Tuesday, August 2, 2011

The Tipping Point

The Tipping Point: How Little Things Can Make a Big Difference Malcolm Gladwell (New York, Boston, and London: Little, Brown, and Company, 2000). 294 pages + index.

The world could use more thinkers like Malcolm Gladwell. Even in the case of The Tipping Point, where the theories and ideas strongly outweigh the quality of the argument, what Gladwell does in questioning “why?” and then looking for rather nontraditional answers is an underutilized exercise.

The premise of Gladwell’s first book is that there comes a point where some simple, seemingly insignificant influence or alteration pushes a product or idea over the edge. More importantly, there are three kinds of people required for this to happen: Connectors, Mavens, and Salesmen.

The most essential leap in understanding that one must make in order to accept the tipping point is that human behavior is actually epidemic in many ways (Gladwell uses syphilis as an example). Because of this condition, impact is often able to override logic in such a way that results in the trends of the modern world. Moreover, tipping points seem to be antithetical to typical human behavior, which is infinitely more gradualist, in the way they explode and evoke drastic, nearly instantaneous changes. This is where the work of the Connectors, Mavens, and Salesmen come in. Their presence allows for magnification of the influence of the few elements influencing the tip, the sustainability and resonance of the epidemic, and the development of the proper context in which to ensure generational success.

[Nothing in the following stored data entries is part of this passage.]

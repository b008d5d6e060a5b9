use std::sync::Arc;

use anyhow::{bail, Context};
use csv::{ReaderBuilder, StringRecord, Trim};
use serde::Serialize;
use tracing::{error, info, instrument, warn};

use super::csv_row::{CsvRow, RowError, REQUIRED_HEADERS};
use crate::sales::{FactStore, SalesLine};

pub const DEFAULT_BATCH_SIZE: usize = 1000;
/// Only the first failures are kept in the report; the rest are just counted.
pub const MAX_REPORTED_FAILURES: usize = 50;

#[derive(Debug, Clone, Copy)]
pub struct LoadOptions {
    pub batch_size: usize,
    pub append: bool,
}

impl Default for LoadOptions {
    fn default() -> Self {
        Self {
            batch_size: DEFAULT_BATCH_SIZE,
            append: false,
        }
    }
}

#[derive(Debug, Clone, PartialEq, Eq, Serialize)]
pub struct RowFailure {
    pub line: u64,
    pub order_id: Option<String>,
    pub reason: String,
}

/// Outcome of one load run.
///
/// `rows_attempted = rows_inserted + rows_skipped + rows_rolled_back`.
#[derive(Debug, Clone, Default, PartialEq, Eq, Serialize)]
pub struct LoadReport {
    pub rows_attempted: u64,
    pub rows_inserted: u64,
    pub rows_skipped: u64,
    pub rows_rolled_back: u64,
    pub batches_committed: u64,
    pub batches_failed: u64,
    pub dates_coerced: u64,
    pub wiped: u64,
    pub errors: Vec<RowFailure>,
}

impl LoadReport {
    fn record_failure(&mut self, line: u64, order_id: Option<String>, err: &RowError) {
        self.rows_skipped += 1;
        warn!(line, order_id = order_id.as_deref().unwrap_or(""), reason = %err, "skipping csv row");
        if self.errors.len() < MAX_REPORTED_FAILURES {
            self.errors.push(RowFailure {
                line,
                order_id,
                reason: err.to_string(),
            });
        }
    }
}

/// Bulk loader: parses the feed row by row and writes it in atomic batches.
pub struct Loader {
    store: Arc<dyn FactStore>,
    options: LoadOptions,
}

impl Loader {
    pub fn new(store: Arc<dyn FactStore>, options: LoadOptions) -> Self {
        Self { store, options }
    }

    async fn flush(&self, batch: &mut Vec<SalesLine>, report: &mut LoadReport) {
        if batch.is_empty() {
            return;
        }
        match self.store.insert_batch(batch).await {
            Ok(n) => {
                report.rows_inserted += n;
                report.batches_committed += 1;
                info!(rows = n, total = report.rows_inserted, "batch committed");
            }
            Err(e) => {
                report.rows_rolled_back += batch.len() as u64;
                report.batches_failed += 1;
                error!(error = %e, rows = batch.len(), "batch rolled back");
            }
        }
        batch.clear();
    }

    /// Loads decoded CSV text. Header problems abort before anything is wiped.
    #[instrument(skip(self, text), fields(bytes = text.len(), append = self.options.append))]
    pub async fn load_text(&self, text: &str) -> anyhow::Result<LoadReport> {
        let mut reader = ReaderBuilder::new()
            .has_headers(true)
            .flexible(true)
            .trim(Trim::All)
            .from_reader(text.as_bytes());

        let headers: StringRecord = reader.headers().context("read csv headers")?.clone();
        let missing: Vec<&str> = REQUIRED_HEADERS
            .iter()
            .copied()
            .filter(|h| !headers.iter().any(|col| col == *h))
            .collect();
        if !missing.is_empty() {
            bail!("csv is missing required columns: {}", missing.join(", "));
        }

        let mut report = LoadReport::default();
        if !self.options.append {
            report.wiped = self.store.wipe().await.context("wipe fact table")?;
            info!(rows = report.wiped, "fact table wiped");
        }

        let batch_size = self.options.batch_size.max(1);
        let mut batch = Vec::with_capacity(batch_size);

        for result in reader.records() {
            report.rows_attempted += 1;
            let record = match result {
                Ok(r) => r,
                Err(e) => {
                    let line = e.position().map(|p| p.line()).unwrap_or(0);
                    report.record_failure(line, None, &RowError::Malformed(e.to_string()));
                    continue;
                }
            };
            let line = record.position().map(|p| p.line()).unwrap_or(0);

            let row: CsvRow = match record.deserialize(Some(&headers)) {
                Ok(r) => r,
                Err(e) => {
                    report.record_failure(line, None, &RowError::Malformed(e.to_string()));
                    continue;
                }
            };
            let order_id = row.order_id().map(str::to_string);

            match row.into_line() {
                Ok(parsed) => {
                    report.dates_coerced += u64::from(parsed.dates_coerced);
                    batch.push(parsed.line);
                    if batch.len() >= batch_size {
                        self.flush(&mut batch, &mut report).await;
                    }
                }
                Err(e) => report.record_failure(line, order_id, &e),
            }
        }
        self.flush(&mut batch, &mut report).await;

        info!(
            attempted = report.rows_attempted,
            inserted = report.rows_inserted,
            skipped = report.rows_skipped,
            batches_failed = report.batches_failed,
            "load finished"
        );
        Ok(report)
    }
}
use sqlx::FromRow;
use time::PrimitiveDateTime;

/// One order line as stored in `superstore_sales`.
#[derive(Debug, Clone, PartialEq, FromRow)]
pub struct SalesRecord {
    pub id: i64, // surrogate key, assigned on insert
    #[sqlx(flatten)]
    pub line: SalesLine,
}

/// Column values of an order line, without the surrogate id.
#[derive(Debug, Clone, Default, PartialEq, FromRow)]
pub struct SalesLine {
    pub order_id: String,
    pub order_date: Option<PrimitiveDateTime>,
    pub ship_date: Option<PrimitiveDateTime>,
    pub ship_mode: Option<String>,
    pub customer_id: Option<String>,
    pub customer_name: Option<String>,
    pub segment: Option<String>,
    pub country: Option<String>,
    pub city: Option<String>,
    pub state: Option<String>,
    pub postal_code: Option<i32>,
    pub region: Option<String>,
    pub product_id: Option<String>,
    pub category: Option<String>,
    pub sub_category: Option<String>,
    pub product_name: Option<String>,
    pub sales: Option<f64>,
    pub quantity: Option<i32>,
    pub discount: Option<f64>,
    pub profit: Option<f64>,
}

Gladwell’s theoretical construct is sound, but his approach to examples proving his theory turns out to be more erratic than one might expect. While the reasons that Sesame Street and Blue’s Clues stuck around are just as convincing as the reasons that New York City crime dropped drastically in the wake of Bernie Goetz, I remain wholly unconvinced that Peter Jennings’s personal preference for Ronald Reagan, manifested in a slight smile, influenced the vote of ABC’s viewers. This last is an example of the general problem with much of Gladwell’s approach. Because his evidence base is largely sociological scholarship (and he trained as a journalist) he wields sociological arguments as near-fact, never pausing to consider the problems they may present.

Sociology from the outset is difficult for a logical mind to accept, as human behavior is so reliant on an infinite and always changing number of variables. Gladwell even contradicts himself, writing, “The reason that most of us seem to have a consistent character is that most of us are really good at controlling our environment” (163). If this is true – and it is a point I find compelling – then there should be no place in human behavior where our world can be “tipped” by external influences; at least not in some of the ways that Gladwell is describing them. In fact, Gladwell likes to employ a tactic I have just now coined Improper Variable Weight. In the real world, where the human condition is so fluid, to ignore the need for constant context (a requirement Gladwell himself describes!) and fail to understand the spectrum of the systems of influence is self-defeating and disappointing.

Overall the book is fascinating, and Gladwell most definitely has opened my mind to ways of analyzing trends not only in human behavior but everywhere they are observable. I can also only assume that each person’s reaction to the book will be influenced in advance by your feelings about science, sociology, logic, and knowledge. And if there’s something for everyone, then the book is, by definition, a success.